**ASSIGNMENT:**
Lines from the one containing "assert_eq!(dice.roll_die(), 1);" through the last line of the data below are to be returned exactly; leave out the rest.

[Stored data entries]
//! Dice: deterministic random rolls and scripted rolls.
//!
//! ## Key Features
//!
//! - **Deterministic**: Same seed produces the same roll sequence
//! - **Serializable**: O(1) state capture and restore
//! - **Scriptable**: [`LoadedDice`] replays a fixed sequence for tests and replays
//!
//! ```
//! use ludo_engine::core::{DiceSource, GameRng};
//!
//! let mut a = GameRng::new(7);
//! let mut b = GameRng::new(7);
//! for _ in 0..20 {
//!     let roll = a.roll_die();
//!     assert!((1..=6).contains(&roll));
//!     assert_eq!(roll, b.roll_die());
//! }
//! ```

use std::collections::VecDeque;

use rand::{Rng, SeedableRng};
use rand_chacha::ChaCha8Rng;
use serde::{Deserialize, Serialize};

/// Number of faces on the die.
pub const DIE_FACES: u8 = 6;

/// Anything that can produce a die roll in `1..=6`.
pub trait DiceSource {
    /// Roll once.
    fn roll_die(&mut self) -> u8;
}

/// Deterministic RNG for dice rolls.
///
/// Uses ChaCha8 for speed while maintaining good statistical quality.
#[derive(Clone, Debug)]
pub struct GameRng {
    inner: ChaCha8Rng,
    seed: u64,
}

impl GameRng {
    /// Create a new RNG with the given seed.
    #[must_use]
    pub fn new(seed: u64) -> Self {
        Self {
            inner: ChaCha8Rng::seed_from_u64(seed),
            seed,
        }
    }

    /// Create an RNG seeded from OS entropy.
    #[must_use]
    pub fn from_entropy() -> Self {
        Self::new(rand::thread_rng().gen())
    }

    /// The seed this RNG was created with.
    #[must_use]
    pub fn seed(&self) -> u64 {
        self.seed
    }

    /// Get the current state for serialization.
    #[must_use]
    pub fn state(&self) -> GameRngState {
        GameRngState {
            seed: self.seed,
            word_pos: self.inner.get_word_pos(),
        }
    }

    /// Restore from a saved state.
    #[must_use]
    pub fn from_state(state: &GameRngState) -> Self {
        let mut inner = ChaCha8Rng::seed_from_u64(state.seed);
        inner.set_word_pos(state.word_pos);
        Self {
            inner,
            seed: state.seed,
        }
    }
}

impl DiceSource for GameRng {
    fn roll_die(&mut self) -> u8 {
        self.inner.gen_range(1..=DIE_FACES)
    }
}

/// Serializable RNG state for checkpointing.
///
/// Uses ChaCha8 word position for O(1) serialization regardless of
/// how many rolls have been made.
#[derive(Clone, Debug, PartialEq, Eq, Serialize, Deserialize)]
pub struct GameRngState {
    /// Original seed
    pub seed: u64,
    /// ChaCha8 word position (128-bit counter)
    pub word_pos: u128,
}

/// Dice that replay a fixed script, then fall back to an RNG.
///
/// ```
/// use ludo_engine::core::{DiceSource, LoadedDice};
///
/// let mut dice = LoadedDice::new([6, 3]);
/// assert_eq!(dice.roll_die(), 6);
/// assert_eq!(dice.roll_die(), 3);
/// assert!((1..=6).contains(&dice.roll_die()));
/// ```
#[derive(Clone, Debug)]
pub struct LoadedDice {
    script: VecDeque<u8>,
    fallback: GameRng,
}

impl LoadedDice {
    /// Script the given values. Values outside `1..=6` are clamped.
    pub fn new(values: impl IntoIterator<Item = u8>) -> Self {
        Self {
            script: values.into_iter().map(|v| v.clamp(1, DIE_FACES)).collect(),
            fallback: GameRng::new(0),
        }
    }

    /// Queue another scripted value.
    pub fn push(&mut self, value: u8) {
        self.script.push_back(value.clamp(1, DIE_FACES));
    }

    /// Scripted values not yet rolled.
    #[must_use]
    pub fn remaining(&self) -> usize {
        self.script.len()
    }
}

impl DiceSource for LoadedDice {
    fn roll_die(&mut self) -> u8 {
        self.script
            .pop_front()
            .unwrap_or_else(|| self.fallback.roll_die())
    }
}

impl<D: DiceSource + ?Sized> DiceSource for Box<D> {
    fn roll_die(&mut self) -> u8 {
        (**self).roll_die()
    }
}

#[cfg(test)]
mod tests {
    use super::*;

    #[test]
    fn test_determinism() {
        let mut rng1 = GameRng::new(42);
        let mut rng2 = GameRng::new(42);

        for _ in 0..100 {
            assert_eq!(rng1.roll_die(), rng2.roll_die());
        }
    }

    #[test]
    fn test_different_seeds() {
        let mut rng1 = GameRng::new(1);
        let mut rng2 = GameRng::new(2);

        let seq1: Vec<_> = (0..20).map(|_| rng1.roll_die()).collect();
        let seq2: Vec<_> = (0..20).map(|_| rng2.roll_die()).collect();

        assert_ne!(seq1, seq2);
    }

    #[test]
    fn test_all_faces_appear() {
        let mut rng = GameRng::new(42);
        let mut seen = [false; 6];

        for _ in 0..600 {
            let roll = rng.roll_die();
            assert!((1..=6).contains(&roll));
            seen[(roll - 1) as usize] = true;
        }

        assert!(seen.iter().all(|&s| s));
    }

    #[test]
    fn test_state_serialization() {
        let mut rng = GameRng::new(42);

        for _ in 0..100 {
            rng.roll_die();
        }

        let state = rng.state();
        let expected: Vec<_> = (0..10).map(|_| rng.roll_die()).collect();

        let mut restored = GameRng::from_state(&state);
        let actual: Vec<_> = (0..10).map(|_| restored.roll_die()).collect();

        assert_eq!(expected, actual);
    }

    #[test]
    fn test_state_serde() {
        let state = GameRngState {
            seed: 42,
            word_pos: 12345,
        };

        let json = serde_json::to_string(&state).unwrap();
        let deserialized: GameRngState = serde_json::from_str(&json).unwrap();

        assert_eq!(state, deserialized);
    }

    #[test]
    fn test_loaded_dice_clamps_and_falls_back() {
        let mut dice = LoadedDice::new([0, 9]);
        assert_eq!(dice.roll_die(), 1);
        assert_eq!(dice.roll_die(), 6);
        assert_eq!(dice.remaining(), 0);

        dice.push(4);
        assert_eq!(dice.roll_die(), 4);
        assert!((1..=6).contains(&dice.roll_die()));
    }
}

**FINISHED TASK:**
        assert_eq!(dice.roll_die(), 1);
        assert_eq!(dice.roll_die(), 6);
        assert_eq!(dice.remaining(), 0);

        dice.push(4);
        assert_eq!(dice.roll_die(), 4);
        assert!((1..=6).contains(&dice.roll_die()));
    }
}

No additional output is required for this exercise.